Patients will get a 10-digit nonemergency number to call for help or with questions, and CPs will work with primary-care physicians and social service agencies to meet their needs.
The goals of the project are reduced use of EMS and emergency departments, smarter use of EMS resources, improved connections among participating agencies and better care and follow-up for patients.
There’s reason to be optimistic. The CEM, which is training the new community paramedics, has seen promising results from its previous CP efforts. Its data, according to President Douglas Garretson, show patients getting help from community paramedics can better manage their conditions.
This project’s community medics should hit the streets in June, and the program will run for two years. If it’s successful, it could be expanded throughout the county or even state. And it could provide a valuable proof of concept for major insurers to sink some investment into CP efforts that could save them money later.
“One of the goals of this,” says Swayze, “is changing the mind-set of the payers to accept this new role for EMS agencies—to show them there’s value in having this workforce out there working on their behalf in a role other than just medical transportation.
“If we can show—and I’m confident we will—that community paramedics can help patients manage their chronic illnesses and transition from the hospital to home, and that paying EMS for that type of service increases the quality of care the patient receives, then this is a value not only for the health plans and the hospitals, but for a lot of patients as well.”
Sidebar: The Barrier of Data
One of the challenges of emerging community paramedic programs is collecting data. “One of the limiting factors we’ve found so far,” says Swayze, “is that most EMS patient record systems are designed to be episodic in nature. They’re not designed to follow a patient for a month. So what we have to do is find a way to track all the different contacts we have with the patient, and all the different organizations and physicians we may talk to on that patient’s behalf, in one system that can show their progress and ultimately show whether we were able to affect their healthcare utilization and quality of life.”
Sidebar: How to Evaluate Your CP Program
Is your community paramedic program well constructed? It’s probably hard to tell. Every one is different, and we lack much in the way of accepted benchmarks by which to assess them.
An initial effort at such a mechanism came last year from the Health Resources and Services Administration, which assembled an expert team to develop a Community Paramedicine Evaluation Tool (available at www.hrsa.gov/ruralhealth/pdf/paramedicevaltool.pdf). It is intended to provide a common scoring framework for a number of key elements by which CP programs can be measured and evaluated.

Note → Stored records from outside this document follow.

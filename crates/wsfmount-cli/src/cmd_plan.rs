// Copyright (c) Contributors to the SPK project.
// SPDX-License-Identifier: Apache-2.0
// https://github.com/spkenv/spk

use clap::Args;
use miette::{IntoDiagnostic, Result};
use wsfmount::{Config, MountSession, ProcessRunner, Stage};

/// Print the mounts that would be made as json, without mounting anything
#[derive(Debug, Default, Args)]
pub struct CmdPlan {
    /// Only print the plans for this stage (workspace_fs, legacy_blob_fs, manifuse)
    #[clap(long)]
    stage: Option<Stage>,
}

impl CmdPlan {
    pub fn run(&self, config: &Config) -> Result<i32> {
        let host = wsfmount::host_identity(config);
        let runner = ProcessRunner;
        let session = MountSession::new(config, host.as_ref(), &runner);

        let mut plans = Vec::new();
        for stage in Stage::ALL {
            if self.stage.is_some_and(|only| only != stage) {
                continue;
            }
            plans.extend(session.plan_stage(stage)?);
        }
        let out = serde_json::to_string_pretty(&plans).into_diagnostic()?;
        println!("{out}");
        Ok(0)
    }
}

The tool is broadly divided into areas of assessment, policy development and assurance, and within each provides benchmarks to attain, supporting indicators that define each, and parameters for scoring your system. It suggests a consensus-based model scoring process using multidisciplinary input. No system will get a perfect 5 on every indicator, the authors warn, but the tool can help programs identify their stengths and weaknesses, prioritize action and measure progress over time.